Jelly Cheesecake Slice
Jelly Cheesecake Slice is an old classic dessert loved by all. Made up of three layers; a buttery biscuit base, a creamy cheesecake filling topped with strawberry jelly. It is so moreish, it’s hard to stop at one piece. Perfect for parties or a sweet afternoon pick-me-up.
Yield: 16
Jelly Cheesecake Slice
Jelly Cheesecake Slice is an old classic dessert loved by all. Made up of three layers; a buttery biscuit base, a creamy cheesecake filling topped with strawberry jelly. It is so moreish, it’s hard to stop at one piece. Perfect for parties or a sweet afternoon pick-me-up.
Prep time: 30 MinInactive time: 24 HourTotal time: 24 H & 30 M
Ingredients
- 250g Arnott’s Marie, Milk Arrowroot or Scotch Finger Biscuits
- 180g unsalted butter, melted
- 250g block cream cheese, softened
- 395g sweetened condensed milk
- 3 teaspoons gelatine
- ¼ cup water
- ½ cup cream
- ¼ cup lemon juice
- 85g packet strawberry jelly crystals
- 1 teaspoon gelatine
Instructions
- Line a 20cm x 30cm slice tray with baking paper. Ensure there is enough paper to overlap the sides. This makes it easier to remove the slice once it is set.
- Place the biscuits into a food processor and blitz until they resemble biscuit crumbs.
- Add melted butter and pulse until the butter and biscuit crumbs are well combined.
- Pour the biscuit mixture into a slice tray and press firmly with the back of a spoon to create a smooth base.
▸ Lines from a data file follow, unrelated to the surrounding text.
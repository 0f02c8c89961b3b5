//! App Root Component
//!
//! Main application component wiring state, polling, and the three view
//! states together.

use leptos::*;

use crate::components::{CounterCard, ErrorMessage, Header, Loading};
use crate::state::global::{provide_dashboard_state, Counter, DashboardState, ViewState};
use crate::state::polling::start_polling;

/// Root application component
#[component]
pub fn App() -> impl IntoView {
    // Provide dashboard state to all components
    provide_dashboard_state();

    // Start the ten-second polling loop, bound to this view's lifetime
    let state = use_context::<DashboardState>().expect("DashboardState not found");
    start_polling(state.clone());

    let view_state = state.view;

    view! {
        <div class="min-h-screen bg-gray-900 text-white flex flex-col">
            <Header />

            // Main content area: exactly one of the three view states
            <main class="flex-1 max-w-6xl w-full mx-auto px-6 pb-24">
                {move || match view_state.get() {
                    ViewState::Loading => view! { <Loading /> }.into_view(),
                    ViewState::Error(message) => {
                        view! { <ErrorMessage message=message /> }.into_view()
                    }
                    ViewState::Loaded(counters) => {
                        view! { <CounterGrid counters=counters /> }.into_view()
                    }
                }}
            </main>

            <Footer />
        </div>
    }
}

/// The loaded-state grid: one card per counter, in response order.
#[component]
fn CounterGrid(counters: Vec<Counter>) -> impl IntoView {
    view! {
        <div class="grid grid-cols-1 sm:grid-cols-2 lg:grid-cols-4 gap-8">
            {counters
                .into_iter()
                .map(|counter| view! { <CounterCard counter=counter /> })
                .collect_view()}
        </div>
    }
}

/// Footer showing when the counters were last refreshed
#[component]
fn Footer() -> impl IntoView {
    let state = use_context::<DashboardState>().expect("DashboardState not found");

    view! {
        <footer class="fixed bottom-0 left-0 right-0 bg-gray-800 border-t border-gray-700 py-3 px-4">
            <div class="max-w-6xl mx-auto flex items-center justify-between text-sm">
                <div class="text-gray-400">
                    {move || {
                        state.last_updated.get()
                            .and_then(|ts| chrono::DateTime::from_timestamp_millis(ts))
                            .map(|dt| format!("Last updated: {}", dt.format("%H:%M:%S")))
                            .unwrap_or_else(|| "Not yet updated".to_string())
                    }}
                </div>

                <div class="text-gray-500">"Refreshes every 10 seconds"</div>
            </div>
        </footer>
    }
}

#[cfg(all(test, target_arch = "wasm32"))]
mod wasm_tests {
    use super::*;
    use wasm_bindgen::JsCast;
    use wasm_bindgen_test::*;

    wasm_bindgen_test_configure!(run_in_browser);

    fn mount_grid(counters: Vec<Counter>) -> web_sys::Element {
        let document = web_sys::window().unwrap().document().unwrap();
        let container = document.create_element("div").unwrap();
        document.body().unwrap().append_child(&container).unwrap();

        leptos::mount_to(container.clone().unchecked_into(), move || {
            view! { <CounterGrid counters=counters /> }
        });

        container
    }

    #[wasm_bindgen_test]
    fn empty_response_renders_zero_cards() {
        let container = mount_grid(Vec::new());
        assert!(container.query_selector("h2").unwrap().is_none());
    }

    #[wasm_bindgen_test]
    fn cards_appear_in_list_order() {
        let counters = vec![
            Counter {
                id: "z".to_string(),
                value: "3".to_string(),
                title: "Zulu".to_string(),
                units: None,
                description: String::new(),
            },
            Counter {
                id: "a".to_string(),
                value: "1".to_string(),
                title: "Alpha".to_string(),
                units: None,
                description: String::new(),
            },
        ];

        let container = mount_grid(counters);
        let text = container.text_content().unwrap_or_default();
        let zulu = text.find("Zulu").expect("Zulu rendered");
        let alpha = text.find("Alpha").expect("Alpha rendered");
        assert!(zulu < alpha, "cards keep response order");
    }
}
//! Counter Card Component
//!
//! Displays a single counter with its value, units, and description.

use leptos::*;

use crate::state::global::Counter;

/// Counter card component
#[component]
pub fn CounterCard(counter: Counter) -> impl IntoView {
    view! {
        <div
            id=counter.id
            class="p-6 bg-gray-800 border border-gray-700 rounded-lg shadow-lg hover:border-gray-600 transition-colors"
        >
            // Counter title
            <h2 class="text-2xl font-bold text-white mb-4">{counter.title}</h2>

            // Value with optional units suffix
            <p class="text-3xl font-semibold text-white mb-2">
                {counter.value}
                {counter.units.map(|units| view! {
                    <span class="text-xl ml-1 text-gray-400">{units}</span>
                })}
            </p>

            <p class="text-gray-400 text-base mt-2">{counter.description}</p>
        </div>
    }
}
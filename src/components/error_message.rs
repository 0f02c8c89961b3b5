//! Error Message Component
//!
//! Fixed fetch-failure notice with the CORS help link.

use leptos::*;

/// Demo page that grants temporary access to the public CORS proxy.
const CORS_HELP_URL: &str = "https://cors-anywhere.herokuapp.com/corsdemo";

/// Error banner shown instead of the counter grid.
///
/// There is no retry button; recovery happens via the next scheduled
/// poll.
#[component]
pub fn ErrorMessage(#[prop(into)] message: String) -> impl IntoView {
    view! {
        <div class="text-center mt-4 text-red-400">
            {message}
            ". Please enable CORS access "
            <a
                href=CORS_HELP_URL
                target="_blank"
                rel="noopener noreferrer"
                class="text-blue-400 underline"
            >
                "here"
            </a>
            "."
        </div>
    }
}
Place in the fridge to chill whilst you prepare the cheesecake filling.
- In a small bowl, sprinkle gelatine over the water, stir. Microwave 30 seconds or until gelatine is dissolved. Allow to cool.
- Put the cream cheese into a mixing bowl and beat on medium to high speed until smooth.
- Add condensed milk, lemon juice and cream. Beat on low speed until smooth and well combined.
- Slowly trickle in the gelatine whilst the beaters are going. Ensure all gelatine is mixed thoroughly.
- Pour over the top of the biscuit base. Refrigerate for 1-2 hours or until set.
- Mix gelatine and jelly crystals together and make up jelly according to packet instructions. Allow to cool on the bench.
- When the jelly has cooled, carefully pour onto the cheesecake layer. It is best to pour over the back of a spoon.
- Refrigerate until the slice is set. Overnight is best.
- Cut into squares or rectangles to serve.
Notes
If you don’t have a food processor, you could put the biscuits into a large snap lock bag and crush them with a rolling pin. If using this method, you will need to place the biscuit crumbs into a separate bowl, add the melted butter and stir to combine.